> _Aim of the exercise_
Would you copy each line of the records that includes the word "vanilla"?

Items from a dataset
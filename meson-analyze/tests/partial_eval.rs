use std::collections::BTreeSet;
use std::fs;
use std::time::{Duration, Instant};

use anyhow::Result;
use meson_analyze::{guess_values, AnalysisOptions, NodeKind, Project};
use tempfile::{tempdir, TempDir};

fn load(source: &str, options: Option<&str>) -> Result<(TempDir, Project)> {
    let dir = tempdir()?;
    fs::write(dir.path().join("meson.build"), source)?;
    if let Some(options) = options {
        fs::write(dir.path().join("meson.options"), options)?;
    }
    let project = Project::load(dir.path(), AnalysisOptions::default())?;
    Ok((dir, project))
}

/// Values of the sole argument of the last `message()` call.
fn message_values(project: &Project) -> Vec<String> {
    let ast = project.ast();
    let NodeKind::BuildDefinition { statements } = ast.kind(project.tree().root) else {
        panic!("root is a build definition");
    };
    let last = *statements.last().expect("at least one statement");
    let NodeKind::FunctionCall { args, .. } = ast.kind(last) else {
        panic!("last statement is not a call: {:?}", ast.kind(last));
    };
    let argument = ast.positional_args(*args)[0];
    guess_values(ast, project.options(), argument)
}

fn as_set(values: Vec<String>) -> BTreeSet<String> {
    values.into_iter().collect()
}

#[test]
fn reassignment_is_resolved_backward() -> Result<()> {
    let (_dir, project) = load("a = 'x'\na = a + '/y'\nmessage(a)\n", None)?;
    assert_eq!(message_values(&project), vec!["x/y".to_string()]);
    Ok(())
}

#[test]
fn augmenting_assignments_accumulate() -> Result<()> {
    let (_dir, project) = load("dirs = ['x']\ndirs += ['y']\nmessage(dirs)\n", None)?;
    assert_eq!(as_set(message_values(&project)), as_set(vec!["x".into(), "y".into()]));
    Ok(())
}

#[test]
fn path_joins_take_the_cartesian_product() -> Result<()> {
    let (_dir, project) = load(
        "base = 'src'\nif true\n  base = 'lib'\nendif\nmessage(join_paths(base, 'inc'))\n",
        None,
    )?;
    assert_eq!(
        as_set(message_values(&project)),
        as_set(vec!["src/inc".into(), "lib/inc".into()]),
        "both branch values survive"
    );
    Ok(())
}

#[test]
fn division_joins_with_a_slash() -> Result<()> {
    let (_dir, project) = load("root = 'a'\nmessage(root / 'b')\n", None)?;
    assert_eq!(message_values(&project), vec!["a/b".to_string()]);
    Ok(())
}

#[test]
fn string_methods_are_applied() -> Result<()> {
    let (_dir, project) = load("n = 'Foo-Bar '.strip().to_lower().underscorify()\nmessage(n)\n", None)?;
    assert_eq!(message_values(&project), vec!["foo_bar".to_string()]);

    let (_dir, project) = load("message('@0@-suffix'.format('x'))\n", None)?;
    assert_eq!(message_values(&project), vec!["x-suffix".to_string()]);

    let (_dir, project) = load("message('a.b.c'.split('.')[1])\n", None)?;
    assert_eq!(message_values(&project), vec!["b".to_string()]);
    Ok(())
}

#[test]
fn dictionaries_resolve_by_key() -> Result<()> {
    let (_dir, project) = load("d = {'k': 'v', 'other': 'w'}\nmessage(d['k'])\n", None)?;
    assert_eq!(message_values(&project), vec!["v".to_string()]);

    let (_dir, project) = load("d = {'k': 'v'}\nmessage(d.get('k'))\n", None)?;
    assert_eq!(message_values(&project), vec!["v".to_string()]);
    Ok(())
}

#[test]
fn combo_options_expand_to_their_choices() -> Result<()> {
    let options = "option('flavor', type: 'combo', choices: ['vanilla', 'mint'])\n\
                   option('name', type: 'string', value: 'x')\n";
    let (_dir, project) = load("message(get_option('flavor'))\n", Some(options))?;
    assert_eq!(message_values(&project), vec!["vanilla".to_string(), "mint".to_string()]);

    let (_dir, project) = load("message(get_option('name'))\n", Some(options))?;
    assert!(message_values(&project).is_empty(), "string options have no known values");
    Ok(())
}

#[test]
fn loop_variables_resolve_to_the_iterable() -> Result<()> {
    let dir = tempdir()?;
    fs::write(
        dir.path().join("meson.build"),
        "foreach d : ['one', 'two']\n  subdir(d)\nendforeach\n",
    )?;
    for sub in ["one", "two"] {
        fs::create_dir(dir.path().join(sub))?;
        fs::write(dir.path().join(sub).join("meson.build"), "")?;
    }
    let project = Project::load(dir.path(), AnalysisOptions::default())?;
    assert_eq!(project.tree().children.len(), 2);
    let inclusion = project
        .ast()
        .parent(project.tree().children[0].root)
        .expect("attached subtree");
    let NodeKind::MultiSubdirCall { subdirs, .. } = project.ast().kind(inclusion) else {
        panic!("expected a computed inclusion");
    };
    assert_eq!(subdirs, &vec!["one".to_string(), "two".to_string()]);
    Ok(())
}

#[test]
fn unsupported_constructs_yield_nothing() -> Result<()> {
    let (_dir, project) = load("x = run_command('ls').stdout()\nmessage(x)\n", None)?;
    assert!(message_values(&project).is_empty());

    let (_dir, project) = load("message(undefined)\n", None)?;
    assert!(message_values(&project).is_empty());
    Ok(())
}

#[test]
fn earlier_branches_feed_a_later_inclusion() -> Result<()> {
    let dir = tempdir()?;
    fs::write(
        dir.path().join("meson.build"),
        "if true\n  d = 'a'\nelse\n  subdir(d)\nendif\n",
    )?;
    fs::create_dir(dir.path().join("a"))?;
    fs::write(dir.path().join("a/meson.build"), "")?;
    let project = Project::load(dir.path(), AnalysisOptions::default())?;
    assert_eq!(
        project.tree().children.len(),
        1,
        "the value assigned in the `if` branch names the target"
    );
    Ok(())
}

#[test]
fn self_referencing_chains_stay_fast() -> Result<()> {
    let mut source = String::from("a = 'x'\n");
    for _ in 0..24 {
        source.push_str("a = a + a\n");
    }
    source.push_str("subdir(a)\n");

    let started = Instant::now();
    let (_dir, project) = load(&source, None)?;
    assert!(
        started.elapsed() < Duration::from_secs(5),
        "loading took {:?}",
        started.elapsed()
    );
    assert!(project.tree().children.is_empty());

    let mut wide = String::from("l = ['p', 'q']\n");
    for _ in 0..24 {
        wide.push_str("l = l + l\n");
    }
    wide.push_str("message(l)\n");
    let started = Instant::now();
    let (_dir, project) = load(&wide, None)?;
    assert_eq!(as_set(message_values(&project)), as_set(vec!["p".into(), "q".into()]));
    assert!(started.elapsed() < Duration::from_secs(5), "took {:?}", started.elapsed());
    Ok(())
}

#[test]
fn included_files_resolve_names_from_the_including_file() -> Result<()> {
    let dir = tempdir()?;
    fs::write(dir.path().join("meson.build"), "name = 'inner'\nsubdir('outer')\n")?;
    fs::create_dir_all(dir.path().join("outer/inner"))?;
    fs::write(dir.path().join("outer/meson.build"), "subdir(name)\n")?;
    fs::write(dir.path().join("outer/inner/meson.build"), "")?;
    let project = Project::load(dir.path(), AnalysisOptions::default())?;
    let outer = &project.tree().children[0];
    assert_eq!(outer.children.len(), 1, "`name` is bound in the root file");
    Ok(())
}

> _Task output_
    let options = "option('flavor', type: 'combo', choices: ['vanilla', 'mint'])\n\
    assert_eq!(message_values(&project), vec!["vanilla".to_string(), "mint".to_string()]);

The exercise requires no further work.